As a particular outgrowth of modernity, Islamism has garnered the attention
of a great many theorists. In Psychoanalysis and the Challenge of
Islam, Fethi Benslama, a psychoanalyst and professor, elaborates upon the
precise undergirding apparatus that sustains the logic of Islamism as a
recently conceived phenomenon. The book attempts to clearly define the
logical progression of Islamism since its point of conception. This point is
located in the colonial era, when “traditional” Islam was put under the
intense strain of a developed European modernity. The violent break, along
with all the baggage that was incapable of being properly allocated and
refined by “what Freud called the ‘cultural work’ (Kulturarbeit)” (p. ix),
produced an explosive cocktail that has and continues to haunt the project
of modernity. Through the use of a unique theoretical style called deconstructionist
psychoanalysis, Banslama’s project seeks to account for this
pervasive phenomenon.
“Islam has never been a major concern for me or my generation. It was
because Islam began to take an interest in us that I decided to take an interest
in it” (p. 1). This is the way Benslama begins the first section of his book.

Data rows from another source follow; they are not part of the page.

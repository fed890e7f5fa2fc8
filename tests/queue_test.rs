//! Notification queue tests against a running Redis
//!
//! Run with: cargo test --test queue_test -- --ignored
//!
//! Set REDIS_URL to override the default (redis://127.0.0.1:6379). Every test
//! uses its own key namespace.

use std::time::Duration;

use ocr_scan_pipeline::models::job::JobStatus;
use ocr_scan_pipeline::models::notification::CompletionNotification;
use ocr_scan_pipeline::services::queue::{NotificationQueue, QueuedNotification};
use tokio_test::assert_ok;
use uuid::Uuid;

fn queue() -> NotificationQueue {
    let redis_url =
        std::env::var("REDIS_URL").unwrap_or_else(|_| "redis://127.0.0.1:6379".to_string());
    NotificationQueue::with_namespace(&redis_url, &format!("queue-test:{}", Uuid::new_v4()))
        .expect("Failed to open Redis client")
}

fn delivery(job_id: &str) -> QueuedNotification {
    QueuedNotification::new(CompletionNotification {
        job_id: job_id.to_string(),
        bucket: "sensitive-data".to_string(),
        object_key: "photo1.png".to_string(),
        status: JobStatus::Succeeded,
    })
}

#[tokio::test]
#[ignore] // Requires Redis
async fn test_unacknowledged_delivery_recovered_on_restart() {
    let queue = queue();
    let item = delivery("job-1");
    assert_ok!(queue.enqueue(&item).await);

    // Dequeued by a worker that died before acknowledging.
    let taken = assert_ok!(queue.dequeue().await).expect("delivery");
    assert_eq!(taken.delivery_id, item.delivery_id);
    assert!(assert_ok!(queue.dequeue().await).is_none());

    assert_eq!(assert_ok!(queue.recover_processing().await), 1);
    assert_eq!(assert_ok!(queue.queue_depth().await), 1);

    let redelivered = assert_ok!(queue.dequeue().await).expect("redelivery");
    assert_eq!(redelivered, item);
    assert_ok!(queue.complete(&redelivered).await);
    assert_eq!(assert_ok!(queue.recover_processing().await), 0);
}

#[tokio::test]
#[ignore] // Requires Redis
async fn test_retry_waits_for_its_delay() {
    let queue = queue();
    let item = delivery("job-1");
    assert_ok!(queue.enqueue(&item).await);
    let taken = assert_ok!(queue.dequeue().await).expect("delivery");

    let later = taken.next_attempt();
    assert_ok!(queue.schedule_retry(&later, Duration::from_secs(3600)).await);
    assert_ok!(queue.complete(&taken).await);
    assert_eq!(assert_ok!(queue.promote_due_retries().await), 0);
    assert!(assert_ok!(queue.dequeue().await).is_none());

    let due = delivery("job-2").next_attempt();
    assert_ok!(queue.schedule_retry(&due, Duration::ZERO).await);
    assert_eq!(assert_ok!(queue.promote_due_retries().await), 1);

    let redelivered = assert_ok!(queue.dequeue().await).expect("due retry");
    assert_eq!(redelivered, due);
    assert_eq!(redelivered.attempt, 2);
}

#[tokio::test]
#[ignore] // Requires Redis
async fn test_dead_letter_leaves_processing_and_redrives() {
    let queue = queue();
    let item = delivery("job-1");
    assert_ok!(queue.enqueue(&item).await);
    let taken = assert_ok!(queue.dequeue().await).expect("delivery");

    assert_ok!(queue.dead_letter(&taken).await);
    assert_eq!(assert_ok!(queue.dead_letter_depth().await), 1);
    assert_eq!(assert_ok!(queue.recover_processing().await), 0);

    assert_eq!(assert_ok!(queue.redrive_dead_letters().await), 1);
    assert_eq!(assert_ok!(queue.dead_letter_depth().await), 0);
    let redelivered = assert_ok!(queue.dequeue().await).expect("redriven delivery");
    assert_eq!(redelivered, item);
}
use axum::extract::{Path, State};
use axum::http::StatusCode;
use axum::Json;

use crate::app_state::AppState;
use crate::models::job::JobRecord;

/// GET /api/v1/jobs/{job_id}: the live record for an OCR job.
pub async fn get_job(
    State(state): State<AppState>,
    Path(job_id): Path<String>,
) -> Result<Json<JobRecord>, StatusCode> {
    match state.store.find(&job_id).await {
        Ok(Some(record)) => Ok(Json(record)),
        Ok(None) => Err(StatusCode::NOT_FOUND),
        Err(e) => {
            tracing::error!(job_id = %job_id, error = %e, "Job lookup failed");
            Err(StatusCode::SERVICE_UNAVAILABLE)
        }
    }
}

It marks not only his secular disposition but also the aggressivity associated
with the burgeoning Islamist political movements. Islamism is strictly conceptualized
as a phenomenon that differs from fundamentalism. It has the
capacity to operate through the decomposition of traditionalism – one occurrence associated with this downfall is the “catastrophic collapse of [traditional]
language” (p. 4) ...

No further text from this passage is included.